What to work on — Look below. Copy each line that has "String" in it.

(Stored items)
= = = =

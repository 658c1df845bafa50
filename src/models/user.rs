//! User model
//!
//! Role-specific attributes live on the [`Role`] variant, so a teacher can
//! never carry a student id.

use std::fmt;
use serde::{Deserialize, Serialize};

/// Student-only attributes
#[derive(Debug, Clone, PartialEq, Eq, Serialize, Deserialize)]
#[serde(rename_all = "camelCase")]
pub struct StudentProfile {
    pub student_id: String,
    pub name: String,
    pub session: String,
}

#[derive(Debug, Clone, PartialEq, Eq, Serialize, Deserialize)]
#[serde(tag = "role", rename_all = "lowercase")]
pub enum Role {
    Admin,
    Teacher,
    Student(StudentProfile),
}

/// Role discriminant without payload, used for filtering and permissions
#[derive(Debug, Clone, Copy, PartialEq, Eq, Hash, Serialize, Deserialize)]
#[serde(rename_all = "lowercase")]
pub enum RoleKind {
    Admin,
    Teacher,
    Student,
}

impl Role {
    pub fn kind(&self) -> RoleKind {
        match self {
            Role::Admin => RoleKind::Admin,
            Role::Teacher => RoleKind::Teacher,
            Role::Student(_) => RoleKind::Student,
        }
    }
}

impl fmt::Display for RoleKind {
    fn fmt(&self, f: &mut fmt::Formatter<'_>) -> fmt::Result {
        match self {
            RoleKind::Admin => write!(f, "admin"),
            RoleKind::Teacher => write!(f, "teacher"),
            RoleKind::Student => write!(f, "student"),
        }
    }
}

#[derive(Debug, Clone, PartialEq, Eq, Serialize, Deserialize)]
#[serde(rename_all = "camelCase")]
pub struct User {
    pub id: String,
    pub email: String,
    #[serde(default)]
    pub is_suspended: bool,
    #[serde(flatten)]
    pub role: Role,
}

impl User {
    pub fn kind(&self) -> RoleKind {
        self.role.kind()
    }

    pub fn student_profile(&self) -> Option<&StudentProfile> {
        match &self.role {
            Role::Student(profile) => Some(profile),
            _ => None,
        }
    }

    pub fn is_active(&self) -> bool {
        !self.is_suspended
    }
}

/// A user as kept in the data source, including the login password.
///
/// Services never hand this type out; they return [`User`].
#[derive(Debug, Clone, Serialize, Deserialize)]
pub struct StoredUser {
    #[serde(flatten)]
    pub user: User,
    pub password: String,
}

#[derive(Debug, Clone, Serialize, Deserialize)]
#[serde(rename_all = "camelCase")]
pub struct CreateUserRequest {
    pub email: String,
    pub role: Role,
    /// Defaults to the email address when absent
    pub password: Option<String>,
}

#[derive(Debug, Clone, Default, Serialize, Deserialize)]
#[serde(rename_all = "camelCase")]
pub struct UpdateUserRequest {
    pub email: Option<String>,
    pub is_suspended: Option<bool>,
    pub password: Option<String>,
    /// Replaces the student profile; only valid for student accounts
    pub student_profile: Option<StudentProfile>,
}

/// Filter for listing users
#[derive(Debug, Clone, Default)]
pub struct UserFilter {
    pub role: Option<RoleKind>,
    pub session: Option<String>,
    pub include_suspended: bool,
}

impl UserFilter {
    pub fn all() -> Self {
        Self {
            include_suspended: true,
            ..Default::default()
        }
    }

    pub fn role(role: RoleKind) -> Self {
        Self {
            role: Some(role),
            include_suspended: true,
            ..Default::default()
        }
    }

    pub fn matches(&self, user: &User) -> bool {
        if !self.include_suspended && user.is_suspended {
            return false;
        }
        if let Some(role) = self.role {
            if user.kind() != role {
                return false;
            }
        }
        if let Some(session) = &self.session {
            match user.student_profile() {
                Some(profile) if &profile.session == session => {}
                _ => return false,
            }
        }
        true
    }
}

= = = =

Answer box —
    pub student_id: String,
    pub name: String,
    pub session: String,
    pub id: String,
    pub email: String,
    pub password: String,
    pub email: String,
    pub password: Option<String>,
    pub email: Option<String>,
    pub password: Option<String>,
    pub session: Option<String>,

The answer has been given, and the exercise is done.